Im Sommer, als Eintracht Braunschweig unter Trainer Henrik Pedersen trotz des Zweitliga-Abstieg optimistisch und zuversichtlich in die 3. Fußball-Liga gestartet war, gehörte er zu den jungen Himmelstürmern, die Hoffnung auf eine bessere Zukunft machten. Schnell, spielfreudig und unbekümmert ­ – so präsentierte sich Malte Amundsen in seinen ersten Spielen für die Blau-Gelben. Und unter Landsmann Pedersen war der junge Däne auch gesetzt. Doch nach dem vielversprechenden Start folgte nun das abrupte Ende der Zusammenarbeit. Der 20-jährige Linksverteidiger hat Braunschweig vorzeitig verlassen und wechselt zum dänischen Erstligisten Vejle Boldklub.

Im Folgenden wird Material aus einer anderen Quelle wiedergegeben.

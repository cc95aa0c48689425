use std::env;

use alloy::primitives::Address;
use serde::{Deserialize, Serialize};
use url::Url;

use crate::amount::Amount;
use crate::constants::*;
use crate::error::ConfigError;

/// Native currency of the required network, as registered with wallets.
#[derive(Debug, Clone, PartialEq, Eq, Serialize, Deserialize)]
pub struct NativeCurrency {
    pub name: String,
    pub symbol: String,
    pub decimals: u8,
}

/// Everything a wallet needs to switch to, or register, the required network.
#[derive(Debug, Clone, PartialEq, Eq)]
pub struct NetworkDescriptor {
    pub chain_id: u64,
    pub chain_name: String,
    pub native_currency: NativeCurrency,
    pub rpc_urls: Vec<String>,
    pub explorer_url: String,
}

impl Default for NetworkDescriptor {
    /// Defaults to BSC Testnet.
    fn default() -> Self {
        Self {
            chain_id: BSC_TESTNET_CHAIN_ID,
            chain_name: BSC_TESTNET_NAME.to_string(),
            native_currency: NativeCurrency {
                name: NATIVE_CURRENCY_NAME.to_string(),
                symbol: NATIVE_CURRENCY_SYMBOL.to_string(),
                decimals: NATIVE_CURRENCY_DECIMALS,
            },
            rpc_urls: RPC_URLS.iter().map(|s| s.to_string()).collect(),
            explorer_url: EXPLORER_BASE.to_string(),
        }
    }
}

impl NetworkDescriptor {
    /// Chain id as the `0x`-prefixed hex quantity wallets expect.
    pub fn hex_chain_id(&self) -> String {
        format!("0x{:x}", self.chain_id)
    }

    /// `wallet_addEthereumChain` parameter object (EIP-3085).
    pub fn add_chain_params(&self) -> serde_json::Value {
        serde_json::json!({
            "chainId": self.hex_chain_id(),
            "chainName": self.chain_name,
            "nativeCurrency": self.native_currency,
            "rpcUrls": self.rpc_urls,
            "blockExplorerUrls": [format!("{}/", self.explorer_base())],
        })
    }

    fn explorer_base(&self) -> &str {
        self.explorer_url.trim_end_matches('/')
    }

    pub fn tx_url(&self, hash: &impl std::fmt::Display) -> String {
        format!("{}/tx/{}", self.explorer_base(), hash)
    }

    pub fn address_url(&self, address: &Address) -> String {
        format!("{}/address/{}", self.explorer_base(), address.to_checksum(None))
    }
}

/// One configured recipient share.
#[derive(Debug, Clone, PartialEq, Eq, Serialize, Deserialize)]
pub struct Distribution {
    pub recipient: Address,
    pub amount: Amount,
    pub label: String,
    pub percentage: String,
}

/// Which flow variant runs. Decided once when the configuration is loaded.
#[derive(Debug, Clone, Copy, PartialEq, Eq, Hash, Serialize, Deserialize)]
pub enum ExecutionMode {
    /// A distributor contract pulls the total under an allowance and splits it.
    SmartContract,
    /// The payer transfers the total to a collection wallet.
    AdminMediated,
    /// The payer transfers each share directly.
    DirectTransfer,
}

impl std::str::FromStr for ExecutionMode {
    type Err = ConfigError;

    fn from_str(s: &str) -> Result<Self, Self::Err> {
        match s.trim().to_ascii_lowercase().replace(['-', '_'], "").as_str() {
            "smartcontract" | "contract" => Ok(ExecutionMode::SmartContract),
            "adminmediated" | "admin" => Ok(ExecutionMode::AdminMediated),
            "directtransfer" | "direct" => Ok(ExecutionMode::DirectTransfer),
            _ => Err(ConfigError::InvalidValue("PAYDIST_MODE", s.to_string())),
        }
    }
}

/// Resolved execution mode together with the address it pays through.
#[derive(Debug, Clone, Copy, PartialEq, Eq)]
pub enum ExecutionRoute {
    SmartContract { distributor: Address },
    AdminMediated { admin: Address },
    DirectTransfer,
}

impl ExecutionRoute {
    /// Precedence: an explicit preference wins when its address is
    /// configured; otherwise distributor, then admin, then direct transfer.
    pub fn resolve(
        distributor: Option<Address>,
        admin: Option<Address>,
        preferred: Option<ExecutionMode>,
    ) -> Result<Self, ConfigError> {
        match preferred {
            Some(ExecutionMode::SmartContract) => distributor
                .map(|distributor| ExecutionRoute::SmartContract { distributor })
                .ok_or(ConfigError::ModeUnavailable(ExecutionMode::SmartContract)),
            Some(ExecutionMode::AdminMediated) => admin
                .map(|admin| ExecutionRoute::AdminMediated { admin })
                .ok_or(ConfigError::ModeUnavailable(ExecutionMode::AdminMediated)),
            Some(ExecutionMode::DirectTransfer) => Ok(ExecutionRoute::DirectTransfer),
            None => Ok(match (distributor, admin) {
                (Some(distributor), _) => ExecutionRoute::SmartContract { distributor },
                (None, Some(admin)) => ExecutionRoute::AdminMediated { admin },
                (None, None) => ExecutionRoute::DirectTransfer,
            }),
        }
    }

    pub fn mode(&self) -> ExecutionMode {
        match self {
            ExecutionRoute::SmartContract { .. } => ExecutionMode::SmartContract,
            ExecutionRoute::AdminMediated { .. } => ExecutionMode::AdminMediated,
            ExecutionRoute::DirectTransfer => ExecutionMode::DirectTransfer,
        }
    }

    /// The address that must hold an allowance before execution, if any.
    pub fn spender(&self) -> Option<Address> {
        match self {
            ExecutionRoute::SmartContract { distributor } => Some(*distributor),
            _ => None,
        }
    }
}

/// Static deployment input: network, contracts, recipients, price.
///
/// Construct with [`DeploymentConfig::new`] or [`DeploymentConfig::from_env`];
/// both validate the distribution list against the required total.
#[derive(Debug, Clone)]
pub struct DeploymentConfig {
    pub network: NetworkDescriptor,
    pub token: Address,
    pub token_symbol: String,
    pub route: ExecutionRoute,
    pub distributions: Vec<Distribution>,
    pub required_total: Amount,
}

impl Default for DeploymentConfig {
    /// The BSC Testnet smart-contract deployment.
    fn default() -> Self {
        Self {
            network: NetworkDescriptor::default(),
            token: DEFAULT_TOKEN,
            token_symbol: TOKEN_SYMBOL.to_string(),
            route: ExecutionRoute::SmartContract {
                distributor: DEFAULT_DISTRIBUTOR,
            },
            distributions: default_distributions(),
            required_total: DEFAULT_TOTAL,
        }
    }
}

fn default_distributions() -> Vec<Distribution> {
    vec![
        Distribution {
            recipient: DEFAULT_RECIPIENT_1,
            amount: DEFAULT_SHARE_1,
            label: "Recipient 1".to_string(),
            percentage: "40%".to_string(),
        },
        Distribution {
            recipient: DEFAULT_RECIPIENT_2,
            amount: DEFAULT_SHARE_2,
            label: "Recipient 2".to_string(),
            percentage: "60%".to_string(),
        },
    ]
}

impl DeploymentConfig {
    /// Build and validate a configuration.
    pub fn new(
        network: NetworkDescriptor,
        token: Address,
        token_symbol: impl Into<String>,
        route: ExecutionRoute,
        distributions: Vec<Distribution>,
        required_total: Amount,
    ) -> Result<Self, ConfigError> {
        let config = Self {
            network,
            token,
            token_symbol: token_symbol.into(),
            route,
            distributions,
            required_total,
        };
        config.validate()?;
        Ok(config)
    }

    pub fn mode(&self) -> ExecutionMode {
        self.route.mode()
    }

    /// Check the invariants downstream code relies on.
    pub fn validate(&self) -> Result<(), ConfigError> {
        if self.distributions.is_empty() {
            return Err(ConfigError::InvalidDistributions(
                "at least one recipient is required".to_string(),
            ));
        }
        for (i, d) in self.distributions.iter().enumerate() {
            if d.recipient == Address::ZERO {
                return Err(ConfigError::InvalidDistributions(format!(
                    "recipient #{} has the zero address",
                    i + 1
                )));
            }
            if d.amount.is_zero() {
                return Err(ConfigError::InvalidDistributions(format!(
                    "recipient #{} has a zero amount",
                    i + 1
                )));
            }
        }

        let sum = Amount::sum(self.distributions.iter().map(|d| d.amount));
        if sum != self.required_total {
            return Err(ConfigError::TotalMismatch {
                sum: sum.to_string(),
                required: self.required_total.to_string(),
            });
        }

        for rpc in &self.network.rpc_urls {
            Url::parse(rpc).map_err(|_| ConfigError::InvalidUrl(rpc.clone()))?;
        }
        Url::parse(&self.network.explorer_url)
            .map_err(|_| ConfigError::InvalidUrl(self.network.explorer_url.clone()))?;

        Ok(())
    }

    /// Load from `PAYDIST_*` environment variables, falling back to the
    /// BSC Testnet deployment for anything unset.
    ///
    /// `PAYDIST_DISTRIBUTIONS` is a JSON array of
    /// `{"recipient", "amount", "label", "percentage"}` objects.
    /// Setting `PAYDIST_DISTRIBUTOR` or `PAYDIST_ADMIN` to an empty string
    /// removes that address.
    pub fn from_env() -> Result<Self, ConfigError> {
        let defaults = Self::default();

        let mut network = defaults.network;
        if let Some(v) = non_empty("PAYDIST_CHAIN_ID") {
            network.chain_id = v
                .parse()
                .map_err(|_| ConfigError::InvalidValue("PAYDIST_CHAIN_ID", v))?;
        }
        if let Some(v) = non_empty("PAYDIST_CHAIN_NAME") {
            network.chain_name = v;
        }
        if let Some(v) = non_empty("PAYDIST_NATIVE_SYMBOL") {
            network.native_currency.name = v.clone();
            network.native_currency.symbol = v;
        }
        if let Some(v) = non_empty("PAYDIST_RPC_URLS") {
            network.rpc_urls = v
                .split(',')
                .map(|s| s.trim().to_string())
                .filter(|s| !s.is_empty())
                .collect();
        }
        if let Some(v) = non_empty("PAYDIST_EXPLORER_URL") {
            network.explorer_url = v;
        }

        let token = match non_empty("PAYDIST_TOKEN") {
            Some(v) => parse_address("PAYDIST_TOKEN", &v)?,
            None => defaults.token,
        };
        let token_symbol = non_empty("PAYDIST_TOKEN_SYMBOL").unwrap_or(defaults.token_symbol);

        let distributor = optional_address("PAYDIST_DISTRIBUTOR", Some(DEFAULT_DISTRIBUTOR))?;
        let admin = optional_address("PAYDIST_ADMIN", Some(DEFAULT_ADMIN))?;
        let preferred = non_empty("PAYDIST_MODE")
            .map(|v| v.parse::<ExecutionMode>())
            .transpose()?;
        let route = ExecutionRoute::resolve(distributor, admin, preferred)?;

        let distributions = match non_empty("PAYDIST_DISTRIBUTIONS") {
            Some(v) => serde_json::from_str(&v)?,
            None => defaults.distributions,
        };
        let required_total = match non_empty("PAYDIST_TOTAL") {
            Some(v) => v
                .parse()
                .map_err(|e| ConfigError::InvalidAmount("PAYDIST_TOTAL", e))?,
            None => defaults.required_total,
        };

        let config = Self::new(
            network,
            token,
            token_symbol,
            route,
            distributions,
            required_total,
        )?;

        tracing::info!(
            chain_id = config.network.chain_id,
            token = %config.token,
            mode = ?config.mode(),
            recipients = config.distributions.len(),
            total = %config.required_total,
            "deployment configuration loaded"
        );

        Ok(config)
    }
}

fn non_empty(key: &str) -> Option<String> {
    env::var(key).ok().filter(|s| !s.trim().is_empty())
}

fn parse_address(key: &'static str, value: &str) -> Result<Address, ConfigError> {
    value
        .trim()
        .parse()
        .map_err(|_| ConfigError::InvalidAddress(key, value.to_string()))
}

/// Unset keeps the default; set-but-empty clears it.
fn optional_address(
    key: &'static str,
    default: Option<Address>,
) -> Result<Option<Address>, ConfigError> {
    match env::var(key) {
        Err(_) => Ok(default),
        Ok(v) if v.trim().is_empty() => Ok(None),
        Ok(v) => parse_address(key, &v).map(Some),
    }
}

Eigentlich war Amundsen vom norwegischen Erstligisten Rosenborg BK bis zum Saisonende ausgeliehen. Das Geschäft machte für die Norweger aber nur Sinn, wenn der Abwehrspieler auch regelmäßig spielt. Doch nachdem bei den Braunschweigern auf der Trainerposition André Schubert auf Pedersen folgte, hatten sich die Einsatzchancen für das Talent deutlich verschlechtert. Schubert hält zwar ebenfalls große Stücke auf die Fähigkeiten des Dänen, bemängelte zuletzt aber immer wieder dessen taktische Naivität. Etwas, was sich die Löwen im Abstiegskampf der 3. Liga nicht erlauben können. Im ersten Spiel unter Schubert im Oktober bei 1860 München stand Amundsen noch in der Startelf. Danach kam er nur noch sporadisch zum Einsatz. Daher wollten Rosenborg und der Spieler eine Veränderung. Schubert willigte ein. Bei Vejle unterschrieb Amundsen nun einen Vertrag bis zum Sommer 2022.

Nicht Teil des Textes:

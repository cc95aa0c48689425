//! `window.ethereum` access through `js_sys::Reflect`.
//!
//! Every property read can throw (cross-origin frames, hostile getters), so
//! each one is surfaced as a [`HostAccessError`] instead of a panic.

use js_sys::{Array, Function, Promise, Reflect};
use serde_json::Value;
use wasm_bindgen::{JsCast, JsValue};
use wasm_bindgen_futures::JsFuture;

use paydist::{Host, HostAccessError, HostProvider, RpcError, WalletProvider};

const INTERNAL_ERROR_CODE: i64 = -32603;

fn get(target: &JsValue, key: &str) -> Result<JsValue, HostAccessError> {
    Reflect::get(target, &JsValue::from_str(key))
        .map_err(|e| HostAccessError(format!("reading '{key}': {e:?}")))
}

fn is_absent(v: &JsValue) -> bool {
    v.is_undefined() || v.is_null()
}

/// The page's global object, or any object standing in for it.
pub struct BrowserHost {
    global: JsValue,
}

impl BrowserHost {
    /// The current `window`; `None` outside a browsing context.
    pub fn window() -> Option<Self> {
        web_sys::window().map(|w| Self { global: w.into() })
    }

    pub fn from_object(global: JsValue) -> Self {
        Self { global }
    }
}

impl Host for BrowserHost {
    type Provider = InjectedProvider;

    fn injected_provider(&self) -> Result<Option<InjectedProvider>, HostAccessError> {
        let ethereum = get(&self.global, "ethereum")?;
        Ok((!is_absent(&ethereum)).then_some(InjectedProvider(ethereum)))
    }

    fn has_global(&self, name: &str) -> Result<bool, HostAccessError> {
        get(&self.global, name).map(|v| !is_absent(&v))
    }
}

/// An EIP-1193 provider object injected by a wallet extension.
#[derive(Debug, Clone)]
pub struct InjectedProvider(pub JsValue);

impl HostProvider for InjectedProvider {
    fn flag(&self, name: &str) -> Result<bool, HostAccessError> {
        Ok(get(&self.0, name)?.as_bool().unwrap_or(false))
    }

    fn sub_providers(&self) -> Result<Vec<Self>, HostAccessError> {
        let providers = get(&self.0, "providers")?;
        if !Array::is_array(&providers) {
            return Ok(Vec::new());
        }
        Ok(Array::from(&providers)
            .iter()
            .filter(|p| !is_absent(p))
            .map(InjectedProvider)
            .collect())
    }

    fn selected_provider(&self) -> Result<Option<Self>, HostAccessError> {
        let selected = get(&self.0, "selectedProvider")?;
        Ok((!is_absent(&selected)).then_some(InjectedProvider(selected)))
    }
}

fn to_js(value: &Value) -> Result<JsValue, RpcError> {
    js_sys::JSON::parse(&value.to_string())
        .map_err(|e| RpcError::new(INTERNAL_ERROR_CODE, format!("params not encodable: {e:?}")))
}

fn from_js(value: &JsValue) -> Result<Value, RpcError> {
    if value.is_undefined() {
        return Ok(Value::Null);
    }
    let text = js_sys::JSON::stringify(value)
        .map_err(|e| RpcError::new(INTERNAL_ERROR_CODE, format!("result not serializable: {e:?}")))?;
    match text.as_string() {
        Some(s) => serde_json::from_str(&s)
            .map_err(|e| RpcError::new(INTERNAL_ERROR_CODE, format!("result not JSON: {e}"))),
        None => Ok(Value::Null),
    }
}

/// Wallet errors are objects with `code` and `message`; anything else
/// becomes an internal error carrying its debug text.
fn rpc_error(err: JsValue) -> RpcError {
    let code = Reflect::get(&err, &JsValue::from_str("code"))
        .ok()
        .and_then(|c| c.as_f64())
        .map(|c| c as i64)
        .unwrap_or(INTERNAL_ERROR_CODE);
    let message = Reflect::get(&err, &JsValue::from_str("message"))
        .ok()
        .and_then(|m| m.as_string())
        .unwrap_or_else(|| format!("{err:?}"));
    RpcError::new(code, message)
}

impl WalletProvider for InjectedProvider {
    async fn request(&self, method: &str, params: Value) -> Result<Value, RpcError> {
        let args = js_sys::Object::new();
        Reflect::set(&args, &"method".into(), &JsValue::from_str(method)).map_err(rpc_error)?;
        Reflect::set(&args, &"params".into(), &to_js(&params)?).map_err(rpc_error)?;

        let request: Function = get(&self.0, "request")
            .map_err(|e| RpcError::new(INTERNAL_ERROR_CODE, e.to_string()))?
            .dyn_into()
            .map_err(|_| RpcError::new(INTERNAL_ERROR_CODE, "provider has no request()"))?;

        tracing::debug!(method, "wallet request");
        let returned = request.call1(&self.0, &args).map_err(rpc_error)?;
        let result = match returned.dyn_into::<Promise>() {
            Ok(promise) => JsFuture::from(promise).await.map_err(rpc_error)?,
            Err(value) => value,
        };
        from_js(&result)
    }
}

Damit ist von der starken Dänen-Fraktion, die es unter Pedersen mit Amundsen, Frederik Tingager und Jonas Thorsen gab, nur noch Letzterer im Eintracht-Kader übrig. Auch Thorsen war ein Wunschspieler des ehemaligen Trainers und hat unter Schubert um seinen Platz im Team zu kämpfen. Doch einem möglichen Wechsel des Mittelfeldspielers schiebt Schubert entschieden einen Riegel vor. „Das ist kein Thema“, sagte der Coach am Ende des Trainingslagers in Belek.

Trotzdem muss bei Eintracht auf der Seite der Abgänge noch einiges passieren. Die vom Training freigestellten Lukas Kruse, Gustav Valsvik, Mergim Fejzullahu und Ivan Franjic sind alle noch auf der Suche nach einem neuen Klub. Vor allem die beiden Letztgenannten haben bei Eintracht eine ähnliche Entwicklung genommen wie Amundsen. Zu Beginn unter Pedersen standen sie mit ihrer jugendlichen Unbekümmertheit für den Neuanfang bei den Blau-Gelben. Doch unter Schubert kamen Fejzullahu und Franjic kaum noch zum Zug. Anders als Amundsen kamen bei ihnen auch noch Einstellungsprobleme hinzu, weshalb sie bereits jetzt nicht mehr dem Profikader angehören. Auch für Valsvik wird es keine Rückkehr geben. Der Norweger sollte aufgrund seiner Vita eigentlich keine Probleme haben, einen Verein zu finden, trotzdem zieht sich die Angelegenheit. Das liegt auch daran, dass Eintracht für den Innenverteidiger eine Ablöse kassieren möchte. 800.000 Euro hatte die Löwen mal für den Abwehrspieler auf den Tisch gelegt. Zumindest ein Teil davon soll durch einen Verkauf wieder reingeholt werden.

Mit dem Geld könnte man sich weiter verstärken. Unter anderem soll Eintracht nach Informationen des Westfalen Blatt an Paderborns Mittelfeldspieler Massih Wassey interessiert sein.